Farrar, and Floyd H. Martin, Appellants and Cross-Appellees,
UNITED STATES of America, Appellee and Cross-Appellant.
United States Court of Appeals Fourth Circuit.
Argued Jan. 8, 1959.
Decided June 8, 1959, Rehearing Denied Sept. 3, 1959, As
Amended Oct. 2, 1959.
D. Newton Farnell, Jr., and William E. Comer, Greensboro, N.C. (James G. W. MacClamroch, Greensboro, N.C., on brief), for appellants and cross-appellees.
Walter B. Ash, Attorney, Department of Justice, Washington, D.C. (Perry W. Morton, Asst. Atty. Gen., Roger P. Marquis, Attorney, Department of Justice, Washington, D.C., James E. Holshouser, U.S. Atty., Boone, N.C., and John E. Hall, Asst. U.S. Atty., Greensboro, N.C., on brief), for appellee and cross-appellant.
Before SOPER and HAYNSWORTH, Circuit Judges, and BOREMAN, District judge.
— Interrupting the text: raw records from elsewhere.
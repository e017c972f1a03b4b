//! pea - run the partial escape analysis on sample graphs
//!
//! # Usage
//!
//! ```bash
//! # List the built-in sample graphs
//! pea list
//!
//! # Analyze a sample and apply the result
//! pea run counter-loop
//!
//! # Show the recorded effects, as JSON
//! pea run cycle --effects --format json
//!
//! # Use settings from a config file
//! pea run point-merge --config pea.toml
//!
//! # Print the effective configuration
//! pea config --config pea.toml
//! ```

mod samples;

use clap::{Parser, Subcommand, ValueEnum};
use pea_compiler::ea::{EscapeAnalysisConfig, EscapeAnalysisStats};
use pea_compiler::ir::validation::validate_graph;
use pea_compiler::{logging, PartialEscapePhase};
use serde::Serialize;
use std::path::{Path, PathBuf};
use std::process;

#[derive(Parser)]
#[command(name = "pea")]
#[command(version = "0.1.0")]
#[command(about = "Partial escape analysis on sample graphs", long_about = None)]
struct Cli {
    #[command(subcommand)]
    command: Commands,
}

#[derive(Subcommand)]
enum Commands {
    /// Analyze a sample graph
    Run {
        /// Name of the sample (see `pea list`)
        sample: String,

        /// TOML file with an [escape_analysis] table
        #[arg(short, long)]
        config: Option<PathBuf>,

        /// Print the recorded effects
        #[arg(long)]
        effects: bool,

        /// Only analyze, leave the graph unchanged
        #[arg(long)]
        dry_run: bool,

        /// Log every recorded effect
        #[arg(long)]
        trace: bool,

        /// Output format
        #[arg(long, value_enum, default_value = "text")]
        format: OutputFormat,
    },

    /// List the sample graphs
    List,

    /// Print the effective configuration
    Config {
        /// TOML file with an [escape_analysis] table
        #[arg(short, long)]
        config: Option<PathBuf>,
    },
}

#[derive(Debug, Clone, Copy, ValueEnum)]
enum OutputFormat {
    Text,
    Json,
}

#[derive(Serialize)]
struct RunOutput<'a> {
    sample: &'a str,
    nodes_before: usize,
    nodes_after: usize,
    unclassified_usage: bool,
    stats: &'a EscapeAnalysisStats,
    #[serde(skip_serializing_if = "Vec::is_empty")]
    effects: Vec<String>,
}

fn main() {
    let cli = Cli::parse();

    let result = match cli.command {
        Commands::Run {
            sample,
            config,
            effects,
            dry_run,
            trace,
            format,
        } => run_sample(&sample, config.as_deref(), effects, dry_run, trace, format),
        Commands::List => {
            list_samples();
            Ok(())
        }
        Commands::Config { config } => show_config(config.as_deref()),
    };

    if let Err(e) = result {
        eprintln!("Error: {}", e);
        process::exit(1);
    }
}

fn load_config(path: Option<&Path>) -> Result<EscapeAnalysisConfig, String> {
    let config = match path {
        Some(path) => {
            let content = std::fs::read_to_string(path)
                .map_err(|e| format!("Failed to read {}: {}", path.display(), e))?;
            EscapeAnalysisConfig::from_toml_str(&content)?
        }
        None => EscapeAnalysisConfig::default(),
    };
    Ok(config.with_env_overrides())
}

fn run_sample(
    name: &str,
    config: Option<&Path>,
    show_effects: bool,
    dry_run: bool,
    trace: bool,
    format: OutputFormat,
) -> Result<(), String> {
    let mut config = load_config(config)?;
    if trace {
        config.trace_effects = true;
        logging::init_with_filters(logging::EFFECT_TRACE_FILTER);
    } else {
        logging::init_from_env();
    }

    let sample = samples::find(name).ok_or_else(|| format!("Unknown sample '{}', see `pea list`", name))?;
    let mut graph = sample.build()?;
    let nodes_before = graph.node_count();

    let phase = PartialEscapePhase::new(config);
    let report = if dry_run {
        phase.analyze(&graph)
    } else {
        phase.run(&mut graph)
    }
    .map_err(|e| e.to_string())?;

    if let Err(errors) = validate_graph(&graph) {
        let messages: Vec<String> = errors.iter().map(|e| e.to_string()).collect();
        return Err(format!("Graph invalid after analysis: {}", messages.join("; ")));
    }

    let output = RunOutput {
        sample: sample.name,
        nodes_before,
        nodes_after: graph.node_count(),
        unclassified_usage: report.unclassified_usage,
        stats: &report.stats,
        effects: if show_effects {
            report.effects.iter().map(|e| e.to_string()).collect()
        } else {
            Vec::new()
        },
    };

    match format {
        OutputFormat::Text => {
            println!("{}: {}", output.sample, output.stats);
            println!("  nodes: {} -> {}", output.nodes_before, output.nodes_after);
            if output.unclassified_usage {
                println!("  note: a node without an escape rule forced a materialization");
            }
            for effect in &output.effects {
                println!("  {}", effect);
            }
        }
        OutputFormat::Json => {
            let json = serde_json::to_string_pretty(&output)
                .map_err(|e| format!("Failed to serialize report: {}", e))?;
            println!("{}", json);
        }
    }
    Ok(())
}

fn list_samples() {
    for sample in samples::SAMPLES {
        println!("{:<14} {}", sample.name, sample.description);
    }
}

fn show_config(path: Option<&Path>) -> Result<(), String> {
    let config = load_config(path)?;
    let json = serde_json::to_string_pretty(&config)
        .map_err(|e| format!("Failed to serialize config: {}", e))?;
    println!("{}", json);
    Ok(())
}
HAYNSWORTH, Circuit Judge.
This case is here for the second time. See Martin v. United States, 4 Cir., 240 F.2d 326. We there held that the mere filing of a map by the State of North Carolina showing a strip of land one hundred feet wide and approximately one mile long, its center being the center line of an existing public road, was not a taking of private property within the boundaries of the designated strip. Mindful, however, that there may have been other acts constituting a taking, we remanded the case for further proceedings. Thereafter, additional evidence was taken, in much conflict in vital particulars, upon the basis of which the District Court found that the strip was surveyed in 1937, that boundary stakes remained in place for a few months during that year, and, thereafter, by improving the road, sodding the banks, sowing and mowing grass and keeping the entire strip free of debris, the United States, North Carolina's grantee, has exercised the dominion and control of which the strip is susceptible. He concluded that the exercise of such dominion was a sufficient taking, under North Carolina's laws, of the abutting owner's right of access to the public road, but he refused, upon equitable grounds, to order the closure of the existing connecting road.
Upon consideration of these cross-appeals, we take a somewhat different view, though we agree that the District Judge properly refused to enjoin the use and maintenance of the connecting road.
In 1936, Public Service Liberty Club, Inc. was the owner of a tract of land, north of the City of Greensboro, North Carolina, which contained approximately thirty-seven acres. It was bounded on the east by the Martinsville Road and on the north by an unimproved public road, known as the old East-West or New Garden Road. The old East-West Road runs westwardly from Martinsville Road to, and through, the site of the Battle of Guilford Courthouse.1
The battleground had been made a National Military Park, and the National Park Service desired to acquired and develop the old East-West Road as a park entrance. For that purpose, the North Carolina State Highway and Public Works Commission2 prepared a map Park Service desired to acquire and develop long and one hundred feet wide, being fifty feet on either side of the center line of the old East-West Road, in the legend of which it was recited, 'Appropriation of Federal Parkway under chapter 2, Public Laws 1935 fee simple title to strip one hundred feet wide from station 0k00 to station 51k37.6 as shown in yellow.' A copy of this map was filed on October 15, 1936 in the office of the Register of Deeds for Guilford County, But was not registered or recorded, and was withdrawn or discarded. On April 14, 1937, North Carolina purported to convey the strip of land in fee simple to the United States, and the deed was properly registered on April 21, 1937.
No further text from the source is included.